Not to be confused with the lugubrious metal duo of the same name, OM aka the Swiss quartet of saxophonist Urs Leimgruber, guitarist (and "devices") Christy Doran, bassist (also plus "devices") Bobby Burri and percussionist Fredy Studer spent 1972 to 1982 in a heavy investigation of free jazz-rock for ECM records, then scattered to other projects before the fire could die (that so many acts of this time would have done the same). While their bio notes that they found an audience with (Jimi) Hendrix and Coltrane fans, one can imagine the band's disciples were the small crowd who, instead of heading for the bar during the "weird" spots, held fast, wide-eyed and rapt during the sprawling feedback bursts and supersonic atonal sprints of said artists (those who make it through 20-minute Can tracks, The Song Remains the Same era Jimmy Page solos and Ornette Coleman's catalog are also likely candidates).

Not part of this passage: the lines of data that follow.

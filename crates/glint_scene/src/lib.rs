//! Glint Scene - scene data and evaluation for the Glint path tracer.
//!
//! This crate provides:
//!
//! - **Scene types**: `Scene`, `Camera`, `Shape`, `Instance`, `Material`,
//!   `Texture`, `Environment`
//! - **Evaluation**: world-space position, normal, texcoord, resolved
//!   material and environment radiance at a hit
//! - **Loading**: a small JSON scene format
//!
//! # Example
//!
//! ```ignore
//! use glint_scene::Scene;
//!
//! let scene = Scene::load("scene.json")?;
//! println!("Loaded {} instances", scene.instances.len());
//! ```

pub mod camera;
pub mod environment;
pub mod loader;
pub mod material;
pub mod scene;
pub mod shape;
pub mod texture;

// Re-export commonly used types
pub use camera::Camera;
pub use environment::Environment;
pub use loader::{SceneError, SceneResult};
pub use material::{Color, Material, MaterialKind, MaterialPoint};
pub use scene::{Instance, Scene};
pub use shape::{Shape, ShapeKind};
pub use texture::{Texture, TextureError};
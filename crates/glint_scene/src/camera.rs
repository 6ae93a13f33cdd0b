//! Pinhole camera description.

use glint_math::{lookat_frame, Mat4, Vec3};
use serde::Deserialize;

/// A pinhole camera.
///
/// The camera looks down the -z axis of `frame`. `film` is the size of the
/// larger film side and `lens` the distance from the center of projection
/// to the film, both in meters.
#[derive(Clone, Copy, Debug, PartialEq, Deserialize)]
#[serde(default)]
pub struct Camera {
    /// Camera-to-world frame
    pub frame: Mat4,
    /// Focal length
    pub lens: f32,
    /// Larger film dimension
    pub film: f32,
    /// Width over height
    pub aspect: f32,
}

impl Default for Camera {
    fn default() -> Self {
        Self {
            frame: Mat4::IDENTITY,
            lens: 0.050,
            film: 0.036,
            aspect: 1.5,
        }
    }
}

impl Camera {
    /// Camera at `from` looking toward `to`.
    pub fn look_at(from: Vec3, to: Vec3, up: Vec3) -> Self {
        Self {
            frame: lookat_frame(from, to, up),
            ..Default::default()
        }
    }

    /// Set the aspect ratio.
    pub fn with_aspect(mut self, aspect: f32) -> Self {
        self.aspect = aspect;
        self
    }

    /// Set focal length and film size.
    pub fn with_lens(mut self, lens: f32, film: f32) -> Self {
        self.lens = lens;
        self.film = film;
        self
    }

    /// Film rectangle size, with `film` on the larger side.
    pub fn film_size(&self) -> (f32, f32) {
        if self.aspect >= 1.0 {
            (self.film, self.film / self.aspect)
        } else {
            (self.film * self.aspect, self.film)
        }
    }

    /// Image size in pixels for a target resolution along the larger side.
    ///
    /// The smaller side is rounded and never drops below one pixel.
    pub fn image_size(&self, resolution: u32) -> (u32, u32) {
        if self.aspect >= 1.0 {
            let height = (resolution as f32 / self.aspect).round() as u32;
            (resolution, height.max(1))
        } else {
            let width = (resolution as f32 * self.aspect).round() as u32;
            (width.max(1), resolution)
        }
    }
}
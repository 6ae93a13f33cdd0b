//! Image textures for material and environment lookups.
//!
//! Pixels are stored as linear float RGBA regardless of the source format.

use std::path::Path;

use glint_math::{Vec2, Vec3, Vec4};
use thiserror::Error;

/// Errors that can occur during texture loading.
#[derive(Error, Debug)]
pub enum TextureError {
    #[error("Failed to load texture {path}: {source}")]
    Load {
        path: String,
        #[source]
        source: image::ImageError,
    },

    #[error("Texture {0} has no pixels")]
    Empty(String),
}

pub type TextureResult<T> = Result<T, TextureError>;

/// A loaded texture with pixel data.
#[derive(Clone, Debug)]
pub struct Texture {
    /// Texture width in pixels
    pub width: u32,

    /// Texture height in pixels
    pub height: u32,

    /// Linear RGBA pixels, row-major, first row at the top of the image
    pub pixels: Vec<Vec4>,

    /// Original file path (for debugging)
    pub path: String,
}

impl Texture {
    /// Create a new texture from pixel data.
    pub fn new(width: u32, height: u32, pixels: Vec<Vec4>, path: impl Into<String>) -> Self {
        Self {
            width,
            height,
            pixels,
            path: path.into(),
        }
    }

    /// Create a solid color texture (1x1).
    pub fn solid_color(color: Vec3) -> Self {
        Self::new(1, 1, vec![color.extend(1.0)], "<solid>")
    }

    /// Load an image file.
    ///
    /// 8-bit images are treated as sRGB and linearized; float images
    /// (HDR, EXR) are kept as is.
    pub fn load(path: &Path) -> TextureResult<Self> {
        let display = path.display().to_string();
        let img = image::open(path).map_err(|source| TextureError::Load {
            path: display.clone(),
            source,
        })?;

        let is_float = matches!(
            img.color(),
            image::ColorType::Rgb32F | image::ColorType::Rgba32F
        );
        let rgba = img.to_rgba32f();
        let (width, height) = rgba.dimensions();
        if width == 0 || height == 0 {
            return Err(TextureError::Empty(display));
        }

        let pixels = rgba
            .pixels()
            .map(|p| {
                let [r, g, b, a] = p.0;
                if is_float {
                    Vec4::new(r, g, b, a)
                } else {
                    Vec4::new(srgb_to_linear(r), srgb_to_linear(g), srgb_to_linear(b), a)
                }
            })
            .collect();

        log::debug!("Loaded texture: {} ({}x{})", display, width, height);
        Ok(Self::new(width, height, pixels, display))
    }

    /// Sample the texture at UV coordinates with bilinear filtering.
    ///
    /// UVs wrap around; v = 0 is the bottom of the image.
    pub fn sample(&self, uv: Vec2) -> Vec4 {
        if self.pixels.is_empty() {
            return Vec4::ONE;
        }
        let u = uv.x.rem_euclid(1.0);
        let v = uv.y.rem_euclid(1.0);

        let x = u * (self.width as f32 - 1.0);
        let y = (1.0 - v) * (self.height as f32 - 1.0);

        let x0 = x.floor() as u32;
        let y0 = y.floor() as u32;
        let x1 = (x0 + 1).min(self.width - 1);
        let y1 = (y0 + 1).min(self.height - 1);
        let (fx, fy) = (x.fract(), y.fract());

        let top = self.get_pixel(x0, y0).lerp(self.get_pixel(x1, y0), fx);
        let bottom = self.get_pixel(x0, y1).lerp(self.get_pixel(x1, y1), fx);
        top.lerp(bottom, fy)
    }

    fn get_pixel(&self, x: u32, y: u32) -> Vec4 {
        let idx = (y * self.width + x) as usize;
        self.pixels.get(idx).copied().unwrap_or(Vec4::W)
    }
}

/// Convert an sRGB-encoded channel in [0,1] to linear.
fn srgb_to_linear(v: f32) -> f32 {
    if v <= 0.04045 {
        v / 12.92
    } else {
        ((v + 0.055) / 1.055).powf(2.4)
    }
}

#[cfg(test)]
mod tests {
    use super::*;

    #[test]
    fn test_solid_color_texture() {
        let tex = Texture::solid_color(Vec3::new(1.0, 0.5, 0.0));

        let sample = tex.sample(Vec2::new(0.7, -3.2));
        assert!((sample - Vec4::new(1.0, 0.5, 0.0, 1.0)).length() < 1e-6);
    }

    #[test]
    fn test_bilinear_sample() {
        // 2x1 texture: black on the left, white on the right
        let tex = Texture::new(2, 1, vec![Vec4::W, Vec4::ONE], "<test>");

        assert!((tex.sample(Vec2::new(0.0, 0.5)).x - 0.0).abs() < 1e-6);
        assert!((tex.sample(Vec2::new(0.5, 0.5)).x - 0.5).abs() < 1e-6);
        assert!((tex.sample(Vec2::new(0.999, 0.5)).x - 0.999).abs() < 1e-3);
    }

    #[test]
    fn test_vertical_flip() {
        // Top row red, bottom row blue
        let red = Vec4::new(1.0, 0.0, 0.0, 1.0);
        let blue = Vec4::new(0.0, 0.0, 1.0, 1.0);
        let tex = Texture::new(1, 2, vec![red, blue], "<test>");

        assert_eq!(tex.sample(Vec2::new(0.0, 0.0)), blue);
        assert!(tex.sample(Vec2::new(0.0, 0.999_999)).x > 0.99);
    }

    #[test]
    fn test_srgb_to_linear() {
        assert!((srgb_to_linear(0.0) - 0.0).abs() < 1e-6);
        assert!((srgb_to_linear(1.0) - 1.0).abs() < 1e-6);

        // Mid-gray is darker in linear
        let mid = srgb_to_linear(0.5);
        assert!(mid > 0.1 && mid < 0.5);
    }

    #[test]
    fn test_load_missing_file() {
        let err = Texture::load(Path::new("does/not/exist.png")).unwrap_err();
        assert!(matches!(err, TextureError::Load { .. }));
    }
}
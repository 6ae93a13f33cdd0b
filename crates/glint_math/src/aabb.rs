use crate::{Interval, Ray, Vec3};

/// Axis-aligned bounding box used by the BVH.
///
/// Stored as one interval per axis.
#[derive(Debug, Copy, Clone, PartialEq)]
pub struct Aabb {
    pub x: Interval,
    pub y: Interval,
    pub z: Interval,
}

impl Aabb {
    pub const EMPTY: Aabb = Aabb {
        x: Interval::EMPTY,
        y: Interval::EMPTY,
        z: Interval::EMPTY,
    };

    /// Create an AABB from two corner points.
    pub fn from_points(a: Vec3, b: Vec3) -> Self {
        let mut aabb = Self {
            x: Interval::new(a.x.min(b.x), a.x.max(b.x)),
            y: Interval::new(a.y.min(b.y), a.y.max(b.y)),
            z: Interval::new(a.z.min(b.z), a.z.max(b.z)),
        };
        aabb.pad_to_minimums();
        aabb
    }

    /// Bounds of a point set. Returns `EMPTY` for no points.
    pub fn from_slice(points: &[Vec3]) -> Self {
        let Some(first) = points.first() else {
            return Aabb::EMPTY;
        };
        let (min, max) = points
            .iter()
            .fold((*first, *first), |(lo, hi), p| (lo.min(*p), hi.max(*p)));
        Aabb::from_points(min, max)
    }

    /// Create an AABB that surrounds two other AABBs.
    pub fn surrounding(box0: &Aabb, box1: &Aabb) -> Self {
        Self {
            x: Interval::surrounding(&box0.x, &box1.x),
            y: Interval::surrounding(&box0.y, &box1.y),
            z: Interval::surrounding(&box0.z, &box1.z),
        }
    }

    /// Grow the box by `amount` on every side.
    pub fn inflate(&self, amount: f32) -> Self {
        Self {
            x: self.x.expand(2.0 * amount),
            y: self.y.expand(2.0 * amount),
            z: self.z.expand(2.0 * amount),
        }
    }

    /// Get the interval for a specific axis (0=X, 1=Y, 2=Z).
    pub fn axis_interval(&self, n: usize) -> Interval {
        match n {
            0 => self.x,
            1 => self.y,
            _ => self.z,
        }
    }

    /// Slab test against the ray restricted to `ray_t`.
    pub fn hit(&self, ray: &Ray, mut ray_t: Interval) -> bool {
        for axis in 0..3 {
            let slab = self.axis_interval(axis);
            let inv_d = 1.0 / ray.direction[axis];
            let origin = ray.origin[axis];

            let mut t0 = (slab.min - origin) * inv_d;
            let mut t1 = (slab.max - origin) * inv_d;
            if inv_d < 0.0 {
                std::mem::swap(&mut t0, &mut t1);
            }
            ray_t.min = t0.max(ray_t.min);
            ray_t.max = t1.min(ray_t.max);
            if ray_t.max < ray_t.min {
                return false;
            }
        }
        true
    }

    /// Returns the index (0=X, 1=Y, 2=Z) of the axis with the longest extent.
    pub fn longest_axis(&self) -> usize {
        let x_size = self.x.size();
        let y_size = self.y.size();
        let z_size = self.z.size();

        if x_size > y_size && x_size > z_size {
            0
        } else if y_size > z_size {
            1
        } else {
            2
        }
    }

    pub fn centroid(&self) -> Vec3 {
        Vec3::new(
            (self.x.min + self.x.max) * 0.5,
            (self.y.min + self.y.max) * 0.5,
            (self.z.min + self.z.max) * 0.5,
        )
    }

    pub fn min(&self) -> Vec3 {
        Vec3::new(self.x.min, self.y.min, self.z.min)
    }

    pub fn max(&self) -> Vec3 {
        Vec3::new(self.x.max, self.y.max, self.z.max)
    }

    /// Pad intervals to avoid zero-width boxes (axis-aligned quads).
    fn pad_to_minimums(&mut self) {
        let delta = 0.0001;
        if self.x.size() < delta {
            self.x = self.x.expand(delta);
        }
        if self.y.size() < delta {
            self.y = self.y.expand(delta);
        }
        if self.z.size() < delta {
            self.z = self.z.expand(delta);
        }
    }
}
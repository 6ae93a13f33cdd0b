//! JSON scene loading.
//!
//! A scene file is a JSON object with optional arrays `cameras`, `textures`,
//! `materials`, `shapes`, `instances` and `environments`. References between
//! them are plain array indices, checked by [`Scene::validate`] after parsing.
//!
//! ```json
//! {
//!   "cameras": [{ "lookat": { "from": [0, 1, 5], "to": [0, 0, 0] }, "aspect": 1.5 }],
//!   "textures": [{ "path": "grid.png" }],
//!   "materials": [{ "kind": "matte", "color": [0.7, 0.7, 0.7], "color_tex": 0 }],
//!   "shapes": [{ "generator": { "type": "sphere", "steps": 32, "radius": 1.0 } }],
//!   "instances": [{ "shape": 0, "material": 0, "translation": [0, 1, 0] }],
//!   "environments": [{ "emission": [0.5, 0.5, 0.5] }]
//! }
//! ```

use std::path::{Path, PathBuf};

use glint_math::{Mat4, Vec3};
use serde::Deserialize;
use thiserror::Error;

use crate::camera::Camera;
use crate::environment::Environment;
use crate::material::Material;
use crate::scene::{Instance, Scene};
use crate::shape::Shape;
use crate::texture::{Texture, TextureError};

/// Errors that can occur during scene loading.
#[derive(Error, Debug)]
pub enum SceneError {
    #[error("IO error reading {path}: {source}")]
    Io {
        path: PathBuf,
        #[source]
        source: std::io::Error,
    },

    #[error("Parse error: {0}")]
    Json(#[from] serde_json::Error),

    #[error("Texture error: {0}")]
    Texture(#[from] TextureError),

    #[error("Invalid reference: {0}")]
    InvalidReference(String),
}

/// Result type for loading operations.
pub type SceneResult<T> = Result<T, SceneError>;

#[derive(Debug, Default, Deserialize)]
#[serde(default)]
struct SceneFile {
    cameras: Vec<CameraEntry>,
    textures: Vec<TextureEntry>,
    materials: Vec<Material>,
    shapes: Vec<ShapeEntry>,
    instances: Vec<InstanceEntry>,
    environments: Vec<Environment>,
}

#[derive(Debug, Deserialize)]
struct CameraEntry {
    #[serde(flatten)]
    camera: Camera,
    lookat: Option<LookAt>,
}

#[derive(Debug, Deserialize)]
struct LookAt {
    from: Vec3,
    to: Vec3,
    #[serde(default = "default_up")]
    up: Vec3,
}

fn default_up() -> Vec3 {
    Vec3::Y
}

#[derive(Debug, Deserialize)]
struct TextureEntry {
    path: PathBuf,
}

#[derive(Debug, Deserialize)]
#[serde(untagged)]
enum ShapeEntry {
    Generated { generator: Generator },
    Inline(Shape),
}

#[derive(Debug, Deserialize)]
#[serde(tag = "type", rename_all = "lowercase")]
enum Generator {
    Sphere {
        #[serde(default = "default_steps")]
        steps: u32,
        #[serde(default = "default_size")]
        radius: f32,
    },
    Quad {
        #[serde(default = "default_size")]
        size: f32,
    },
}

fn default_steps() -> u32 {
    32
}

fn default_size() -> f32 {
    1.0
}

#[derive(Debug, Deserialize)]
struct InstanceEntry {
    shape: usize,
    material: usize,
    frame: Option<Mat4>,
    #[serde(default)]
    translation: Vec3,
    #[serde(default = "default_size")]
    scale: f32,
}

impl CameraEntry {
    fn into_camera(self) -> Camera {
        match self.lookat {
            Some(LookAt { from, to, up }) => Camera {
                frame: glint_math::lookat_frame(from, to, up),
                ..self.camera
            },
            None => self.camera,
        }
    }
}

impl ShapeEntry {
    fn into_shape(self) -> Shape {
        match self {
            ShapeEntry::Generated {
                generator: Generator::Sphere { steps, radius },
            } => Shape::uv_sphere(steps, radius),
            ShapeEntry::Generated {
                generator: Generator::Quad { size },
            } => Shape::quad(size),
            ShapeEntry::Inline(shape) => shape,
        }
    }
}

impl InstanceEntry {
    fn into_instance(self) -> Instance {
        let frame = self.frame.unwrap_or_else(|| {
            Mat4::from_scale_rotation_translation(
                Vec3::splat(self.scale),
                Default::default(),
                self.translation,
            )
        });
        Instance::new(frame, self.shape, self.material)
    }
}

impl Scene {
    /// Parse a scene from JSON. Texture paths are resolved against the
    /// current directory.
    pub fn from_json(json: &str) -> SceneResult<Self> {
        Self::from_json_in(json, Path::new("."))
    }

    /// Parse a scene from JSON, resolving texture paths against `base_dir`.
    pub fn from_json_in(json: &str, base_dir: &Path) -> SceneResult<Self> {
        let file: SceneFile = serde_json::from_str(json)?;

        let textures = file
            .textures
            .iter()
            .map(|entry| Texture::load(&base_dir.join(&entry.path)))
            .collect::<Result<Vec<_>, _>>()?;

        let scene = Scene {
            cameras: file.cameras.into_iter().map(CameraEntry::into_camera).collect(),
            instances: file
                .instances
                .into_iter()
                .map(InstanceEntry::into_instance)
                .collect(),
            shapes: file.shapes.into_iter().map(ShapeEntry::into_shape).collect(),
            materials: file.materials,
            textures,
            environments: file.environments,
        };
        scene.validate()?;

        log::info!(
            "Loaded scene: {} cameras, {} shapes, {} instances, {} materials, {} textures",
            scene.cameras.len(),
            scene.shapes.len(),
            scene.instances.len(),
            scene.materials.len(),
            scene.textures.len()
        );
        Ok(scene)
    }

    /// Load a scene file. Texture paths are relative to the file's directory.
    pub fn load<P: AsRef<Path>>(path: P) -> SceneResult<Self> {
        let path = path.as_ref();
        let json = std::fs::read_to_string(path).map_err(|source| SceneError::Io {
            path: path.to_path_buf(),
            source,
        })?;
        let base_dir = path.parent().unwrap_or_else(|| Path::new("."));
        Self::from_json_in(&json, base_dir)
    }

    /// Check that every index stored in the scene refers to an existing item.
    pub fn validate(&self) -> SceneResult<()> {
        for (i, inst) in self.instances.iter().enumerate() {
            if inst.shape >= self.shapes.len() {
                return Err(SceneError::InvalidReference(format!(
                    "instance {} uses shape {} of {}",
                    i,
                    inst.shape,
                    self.shapes.len()
                )));
            }
            if inst.material >= self.materials.len() {
                return Err(SceneError::InvalidReference(format!(
                    "instance {} uses material {} of {}",
                    i,
                    inst.material,
                    self.materials.len()
                )));
            }
        }

        for (i, shape) in self.shapes.iter().enumerate() {
            if let Some(max) = shape.max_vertex_index() {
                if max as usize >= shape.positions.len() {
                    return Err(SceneError::InvalidReference(format!(
                        "shape {} indexes vertex {} of {}",
                        i,
                        max,
                        shape.positions.len()
                    )));
                }
            }
        }

        let material_textures = self
            .materials
            .iter()
            .enumerate()
            .flat_map(|(i, m)| m.textures().map(move |t| (format!("material {}", i), t)));
        let environment_textures = self
            .environments
            .iter()
            .enumerate()
            .filter_map(|(i, e)| e.emission_tex.map(|t| (format!("environment {}", i), t)));
        for (owner, texture) in material_textures.chain(environment_textures) {
            if texture >= self.textures.len() {
                return Err(SceneError::InvalidReference(format!(
                    "{} uses texture {} of {}",
                    owner,
                    texture,
                    self.textures.len()
                )));
            }
        }

        if self.cameras.is_empty() {
            log::warn!("Scene has no cameras");
        }
        Ok(())
    }
}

But don't let this depiction frighten you into thinking Willisau fits anywhere near the Medeski, Martin & Wood, Pat Metheny or latter Weather Report bin: the album is a frayed, genre-splitting stomp around the fringes of what "fusion" is supposed to say. OM begins the twelve-part disc with spoken disassociated word clusters, grunts, shouts and tongue-twisters in various languages, moving to coos and whistles as Burri ripples with a simple two-note ostinato and Doran considerately bruises his soundboard and amp. They bustle in this fashion, moving alone-together with independent fragments that display a mastery of both wood-shedding techniques and multifarious creativity (unfortunately, that sentence will have to do, as a comparison to peers versus sounding wholly individual and descriptions of each man's awareness of past, present and future music could fill tomes). Sixteen minutes in ("Part IV"), they thrust into a sudden nefarious, neck-snapping groove. Leimgruber and Doran anxiously unwind into a maniacal duet while Burri and Studer create thumping, crashing accents and meter shifts to circumvent the idea of rest (in other words, do not call it a "vamp"); after an extended attempt by Leimgruber and Doran to out-loud each other, all ease back to their cosmic corners and resume textural research. Predictably, the group does this back-and-forth several times, but the routine never falls into stagnancy — nor do you wish "make up your minds, screw around or rock". The proud spectacle of colors and orchestration is increasingly more brilliant, and each return is either more out there or tighter and/or nimble than the previous.
The members of OM obviously haven't spent the last 28 years on a couch with spoons in buckets of bon-bons (each boasts a discography that requires page scrolling), and this reunion proves that a hiatus is sometimes needed to nurture a band's most fiery, masterful work. Glory days will pass you by, my ass.